Regulating one problem can create another. When police started a keg registration system to track where beer was being consumed, keg sales dropped dramatically. But students weren’t drinking less.

“The volume is the same,” said Todd Kurly, manager of Frontier Distributors in Pullman. “Beer sales have been flat the last several years, But there’s been a shift from kegs to packages.”

Dissmore’s grocery store, now owned by Tidyman’s, will even sell pallets of Busch beer for $800. Unlike kegs, packaged beer doesn’t have to be registered. As the school year started, some large retailers dropped prices for Busch beer to under $8 a case.

Smaller house gatherings are more manageable for police. But thefts and burglaries increase as more students open their doors to strangers. Neighborhoods that rarely experienced problems before, such as Military Hill, now have noise disturbances as parties have encroached. And weak enforcement of the tougher alcohol policy contributes to a growing sense among students that they are “getting away” with drinking, Patrick said.
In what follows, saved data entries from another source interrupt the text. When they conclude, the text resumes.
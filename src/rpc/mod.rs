//! RPC runtime collaborator interfaces.
//!
//! # Data Flow
//! ```text
//! RouteBinding.method (MethodDescriptor)
//!     → registry.rs (service name → cached ClientHandle)
//!     → RpcConnection::invoke (blocks until the reply)
//!     → Result<Option<Message>, RpcStatus>
//! ```
//!
//! # Design Decisions
//! - Transport, framing and retries belong to the runtime, not to the gateway
//! - A method's call shape (input and/or output present) is fixed when the
//!   descriptor is built; the empty-message sentinel becomes `None`
//! - `local.rs` provides an in-process runtime for embedding and tests

pub mod local;
pub mod registry;

use std::fmt;
use std::sync::Arc;

use thiserror::Error;

use crate::error::ResultCode;
use crate::schema::{Message, MessageDescriptor};

/// A backend RPC method with its resolved call shape.
#[derive(Debug, Clone)]
pub struct MethodDescriptor {
    pub service: String,
    pub name: String,
    pub input: Option<MessageDescriptor>,
    pub output: Option<MessageDescriptor>,
}

impl MethodDescriptor {
    pub fn new(
        service: impl Into<String>,
        name: impl Into<String>,
        input: MessageDescriptor,
        output: MessageDescriptor,
    ) -> Self {
        let shape = |d: MessageDescriptor| (!d.is_empty_sentinel()).then_some(d);
        Self {
            service: service.into(),
            name: name.into(),
            input: shape(input),
            output: shape(output),
        }
    }
}

impl fmt::Display for MethodDescriptor {
    fn fmt(&self, f: &mut fmt::Formatter<'_>) -> fmt::Result {
        write!(f, "{}/{}", self.service, self.name)
    }
}

/// Failure to establish a connection to a service.
#[derive(Debug, Clone, Error)]
#[error("cannot connect to service {service}: {reason}")]
pub struct RpcError {
    pub service: String,
    pub reason: String,
}

/// Failure status returned by an invocation.
#[derive(Debug, Clone, PartialEq, Eq, Error)]
#[error("{code}: {message}")]
pub struct RpcStatus {
    pub code: ResultCode,
    pub message: String,
}

impl RpcStatus {
    pub fn new(code: ResultCode, message: impl Into<String>) -> Self {
        Self {
            code,
            message: message.into(),
        }
    }
}

/// Creates connections to backend services.
pub trait RpcRuntime: Send + Sync {
    fn connect(&self, service: &str) -> Result<Arc<dyn RpcConnection>, RpcError>;
}

/// An established connection to one service.
pub trait RpcConnection: Send + Sync {
    /// Invoke `method`, blocking the calling thread until the reply.
    fn invoke(&self, method: &MethodDescriptor, input: Option<Message>) -> Result<Option<Message>, RpcStatus>;

    /// Called once when the registry tears the connection down.
    fn release(&self) {}
}

/// A cached connection for one service.
#[derive(Clone)]
pub struct ClientHandle {
    service: Arc<str>,
    connection: Arc<dyn RpcConnection>,
}

impl ClientHandle {
    pub fn new(service: &str, connection: Arc<dyn RpcConnection>) -> Self {
        Self {
            service: Arc::from(service),
            connection,
        }
    }

    pub fn service(&self) -> &str {
        &self.service
    }

    pub fn invoke(&self, method: &MethodDescriptor, input: Option<Message>) -> Result<Option<Message>, RpcStatus> {
        self.connection.invoke(method, input)
    }

    pub(crate) fn release(&self) {
        self.connection.release();
    }
}

impl fmt::Debug for ClientHandle {
    fn fmt(&self, f: &mut fmt::Formatter<'_>) -> fmt::Result {
        f.debug_struct("ClientHandle")
            .field("service", &self.service)
            .finish_non_exhaustive()
    }
}
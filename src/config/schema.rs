//! Configuration schema definitions.
//!
//! This module defines the complete configuration structure for the gateway.
//! All types derive Serde traits for deserialization from config files.

use serde::{Deserialize, Serialize};

/// Root configuration for the gateway.
#[derive(Debug, Clone, Deserialize, Serialize, Default)]
#[serde(default)]
pub struct GatewayConfig {
    /// Listener configuration (bind address, body limit).
    pub listener: ListenerConfig,

    /// Timeout configuration.
    pub timeouts: TimeoutConfig,

    /// Route tree and parameter policies.
    pub routing: RoutingConfig,

    /// Discovery endpoint settings.
    pub discovery: DiscoveryConfig,

    /// Streaming delivery settings.
    pub streaming: StreamingConfig,

    /// Observability settings.
    pub observability: ObservabilityConfig,
}

/// Listener configuration.
#[derive(Debug, Clone, Deserialize, Serialize)]
#[serde(default)]
pub struct ListenerConfig {
    /// Bind address (e.g., "0.0.0.0:8080").
    pub bind_address: String,

    /// Maximum request body size in bytes.
    pub max_body_size: usize,
}

impl Default for ListenerConfig {
    fn default() -> Self {
        Self {
            bind_address: "0.0.0.0:8080".to_string(),
            max_body_size: 8 * 1024 * 1024, // 8MB
        }
    }
}

/// Timeout configuration.
#[derive(Debug, Clone, Deserialize, Serialize)]
#[serde(default)]
pub struct TimeoutConfig {
    /// Time allowed until response headers are produced, in seconds. 0 disables.
    pub request_secs: u64,
}

impl Default for TimeoutConfig {
    fn default() -> Self {
        Self { request_secs: 30 }
    }
}

/// What to do when a literal and a parameter segment would be siblings.
#[derive(Debug, Clone, Copy, PartialEq, Eq, Default, Deserialize, Serialize)]
#[serde(rename_all = "lowercase")]
pub enum SiblingPolicy {
    /// Legacy behaviour: accept the route and log a warning.
    #[default]
    Permissive,
    /// Drop the conflicting route and log an error.
    Strict,
}

/// What to do with URL parameters that match no input field.
#[derive(Debug, Clone, Copy, PartialEq, Eq, Default, Deserialize, Serialize)]
#[serde(rename_all = "lowercase")]
pub enum UnknownParamPolicy {
    #[default]
    Ignore,
    Reject,
}

#[derive(Debug, Clone, Default, Deserialize, Serialize)]
#[serde(default)]
pub struct RoutingConfig {
    pub sibling_policy: SiblingPolicy,
    pub unknown_params: UnknownParamPolicy,
}

/// Discovery endpoint configuration.
#[derive(Debug, Clone, Deserialize, Serialize)]
#[serde(default)]
pub struct DiscoveryConfig {
    pub enabled: bool,

    /// Fixed path that bypasses normal routing.
    pub path: String,

    /// Reported as `basepath` in the listing.
    pub base_path: String,
}

impl Default for DiscoveryConfig {
    fn default() -> Self {
        Self {
            enabled: true,
            path: "/_routes".to_string(),
            base_path: "/".to_string(),
        }
    }
}

#[derive(Debug, Clone, Deserialize, Serialize)]
#[serde(default)]
pub struct StreamingConfig {
    /// Name of the dedicated control-channel thread.
    pub control_thread_name: String,
}

impl Default for StreamingConfig {
    fn default() -> Self {
        Self {
            control_thread_name: "stream-control".to_string(),
        }
    }
}

/// Observability configuration.
#[derive(Debug, Clone, Deserialize, Serialize)]
#[serde(default)]
pub struct ObservabilityConfig {
    /// Log level (trace, debug, info, warn, error).
    pub log_level: String,

    /// Emit logs as JSON lines instead of human-readable text.
    pub json_logs: bool,
}

impl Default for ObservabilityConfig {
    fn default() -> Self {
        Self {
            log_level: "info".to_string(),
            json_logs: false,
        }
    }
}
Police forward multiple alcohol violations to WSU officials, but only a percentage of those result in sanctions, partly because it’s peers who decide guilt. From some students’ perspective, shifting the parties off Greek Row encourages drunken driving and other irresponsible behavior.

“When it’s pushed under the table people will be more sneaky and end up doing more dangerous stuff,” said Tiki Buechler, 19, of the Tri-Cities.

WSU students are also frustrated that even though similar activity goes on at other colleges, they get labeled a party school because student behavior is more visible in such a small town.

“These kids are not a bunch of damn alcoholic irresponsible people. That’s bull,” said Bob Enslow, who operates the Corner Market grocery daily from 10 a.m. to 2 a.m. on Greek Row.

With a barrage of media scrutiny behind them and Labor Day weekend upon them, many students left town. Those who stayed remained relatively quiet. But even a slow night would make the average parent cringe.

At Campus Commons North, a few partygoers threw up over their apartment railings. Others dropped bottles from their second-floor balconies, raising their arms in celebration as the bottles smashed to pieces.

Two young women - one of them crying - cursed police as they made their way through the broken glass toward the parking lot. “We got mipped,” whined one, referring to the minor-in-possession citations issued to underage drinkers.

Devon Brown, 19, also received an MIP. She and two other friends drove to Pullman from the Tri-Cities for weekend parties.

It’s a growing trend.

“A lot of the problems we’re running into aren’t students, they are people coming into our town to visit,” Patrick said.

“Forget Tri-Cities,” said 18-year-old Ryan Pofahl, who was lingering in Campus Commons North with what he said was his 10th Coors Light of the evening. “You can come up here and party and not worry about getting in trouble.”